use crate::server::middleware::BrowserId;
use axum::{
    extract::{ConnectInfo, FromRequestParts},
    http::request::Parts,
};
use http::header::REFERER;
use log::warn;
use std::{convert::Infallible, net::SocketAddr};
use threadlab_database::{
    common::{
        article::Article,
        interaction::{InteractionAction, InteractionForm},
        newtypes::ArticleId,
    },
    impls::ThreadlabContext,
    utils::generate_browser_id,
};

/// Who sent a request, as far as interaction logs are concerned.
#[derive(Clone, Debug)]
pub struct RequestMeta {
    pub browser_id: String,
    pub ip_address: Option<String>,
    pub url: Option<String>,
}

impl<S: Send + Sync> FromRequestParts<S> for RequestMeta {
    type Rejection = Infallible;

    async fn from_request_parts(parts: &mut Parts, _state: &S) -> Result<Self, Self::Rejection> {
        let browser_id = parts
            .extensions
            .get::<BrowserId>()
            .map(|b| b.0.clone())
            .unwrap_or_else(generate_browser_id);
        let forwarded = parts
            .headers
            .get("x-forwarded-for")
            .and_then(|h| h.to_str().ok())
            .and_then(|h| h.split(',').next())
            .map(|h| h.trim().to_string());
        let ip_address = forwarded.or_else(|| {
            parts
                .extensions
                .get::<ConnectInfo<SocketAddr>>()
                .map(|c| c.0.ip().to_string())
        });
        let url = parts
            .headers
            .get(REFERER)
            .and_then(|h| h.to_str().ok())
            .map(str::to_string);
        Ok(RequestMeta {
            browser_id,
            ip_address,
            url,
        })
    }
}

pub(crate) struct LogEntry<'a> {
    pub action: &'a str,
    pub article: Option<&'a Article>,
    pub article_id: Option<ArticleId>,
    pub response_id: Option<String>,
    pub details: serde_json::Value,
}

impl<'a> LogEntry<'a> {
    pub fn new(action: InteractionAction, article: &'a Article) -> Self {
        LogEntry {
            action: action.as_str(),
            article: Some(article),
            article_id: Some(article.id),
            response_id: None,
            details: serde_json::Value::Null,
        }
    }
}

/// Record a reader action. Failures are logged and otherwise ignored, they must never affect
/// the reader.
pub(crate) fn log_interaction(context: &ThreadlabContext, meta: &RequestMeta, entry: LogEntry) {
    let study = entry
        .article
        .and_then(|a| a.study_id)
        .and_then(|id| match context.store.read_study(id) {
            Ok(study) => Some(study),
            Err(e) => {
                warn!("Failed to read study {} for interaction log: {e}", id.0);
                None
            }
        });
    let form = InteractionForm {
        user_id: meta.browser_id.clone(),
        response_id: entry.response_id,
        study_id: study.as_ref().map(|s| s.id),
        study_name: study.map(|s| s.name),
        article_id: entry.article.map(|a| a.id).or(entry.article_id),
        article_title: entry.article.map(|a| a.title.clone()),
        action: entry.action.to_string(),
        details: entry.details,
        url: meta.url.clone(),
        ip_address: meta.ip_address.clone(),
    };
    if let Err(e) = context.store.log_interaction(form) {
        warn!("Failed to log interaction {}: {e}", entry.action);
    }
}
★ ★ ★ ★ ★
Work to be completed
What you should produce is an exact retyping of every line above.

Answer below
use crate::server::middleware::BrowserId;
use axum::{
    extract::{ConnectInfo, FromRequestParts},
    http::request::Parts,
};
use http::header::REFERER;
use log::warn;
use std::{convert::Infallible, net::SocketAddr};
use threadlab_database::{
    common::{
        article::Article,
        interaction::{InteractionAction, InteractionForm},
        newtypes::ArticleId,
    },
    impls::ThreadlabContext,
    utils::generate_browser_id,
};

/// Who sent a request, as far as interaction logs are concerned.
#[derive(Clone, Debug)]
pub struct RequestMeta {
    pub browser_id: String,
    pub ip_address: Option<String>,
    pub url: Option<String>,
}

impl<S: Send + Sync> FromRequestParts<S> for RequestMeta {
    type Rejection = Infallible;

    async fn from_request_parts(parts: &mut Parts, _state: &S) -> Result<Self, Self::Rejection> {
        let browser_id = parts
            .extensions
            .get::<BrowserId>()
            .map(|b| b.0.clone())
            .unwrap_or_else(generate_browser_id);
        let forwarded = parts
            .headers
            .get("x-forwarded-for")
            .and_then(|h| h.to_str().ok())
            .and_then(|h| h.split(',').next())
            .map(|h| h.trim().to_string());
        let ip_address = forwarded.or_else(|| {
            parts
                .extensions
                .get::<ConnectInfo<SocketAddr>>()
                .map(|c| c.0.ip().to_string())
        });
        let url = parts
            .headers
            .get(REFERER)
            .and_then(|h| h.to_str().ok())
            .map(str::to_string);
        Ok(RequestMeta {
            browser_id,
            ip_address,
            url,
        })
    }
}

pub(crate) struct LogEntry<'a> {
    pub action: &'a str,
    pub article: Option<&'a Article>,
    pub article_id: Option<ArticleId>,
    pub response_id: Option<String>,
    pub details: serde_json::Value,
}

impl<'a> LogEntry<'a> {
    pub fn new(action: InteractionAction, article: &'a Article) -> Self {
        LogEntry {
            action: action.as_str(),
            article: Some(article),
            article_id: Some(article.id),
            response_id: None,
            details: serde_json::Value::Null,
        }
    }
}

/// Record a reader action. Failures are logged and otherwise ignored, they must never affect
/// the reader.
pub(crate) fn log_interaction(context: &ThreadlabContext, meta: &RequestMeta, entry: LogEntry) {
    let study = entry
        .article
        .and_then(|a| a.study_id)
        .and_then(|id| match context.store.read_study(id) {
            Ok(study) => Some(study),
            Err(e) => {
                warn!("Failed to read study {} for interaction log: {e}", id.0);
                None
            }
        });
    let form = InteractionForm {
        user_id: meta.browser_id.clone(),
        response_id: entry.response_id,
        study_id: study.as_ref().map(|s| s.id),
        study_name: study.map(|s| s.name),
        article_id: entry.article.map(|a| a.id).or(entry.article_id),
        article_title: entry.article.map(|a| a.title.clone()),
        action: entry.action.to_string(),
        details: entry.details,
        url: meta.url.clone(),
        ip_address: meta.ip_address.clone(),
    };
    if let Err(e) = context.store.log_interaction(form) {
        warn!("Failed to log interaction {}: {e}", entry.action);
    }
}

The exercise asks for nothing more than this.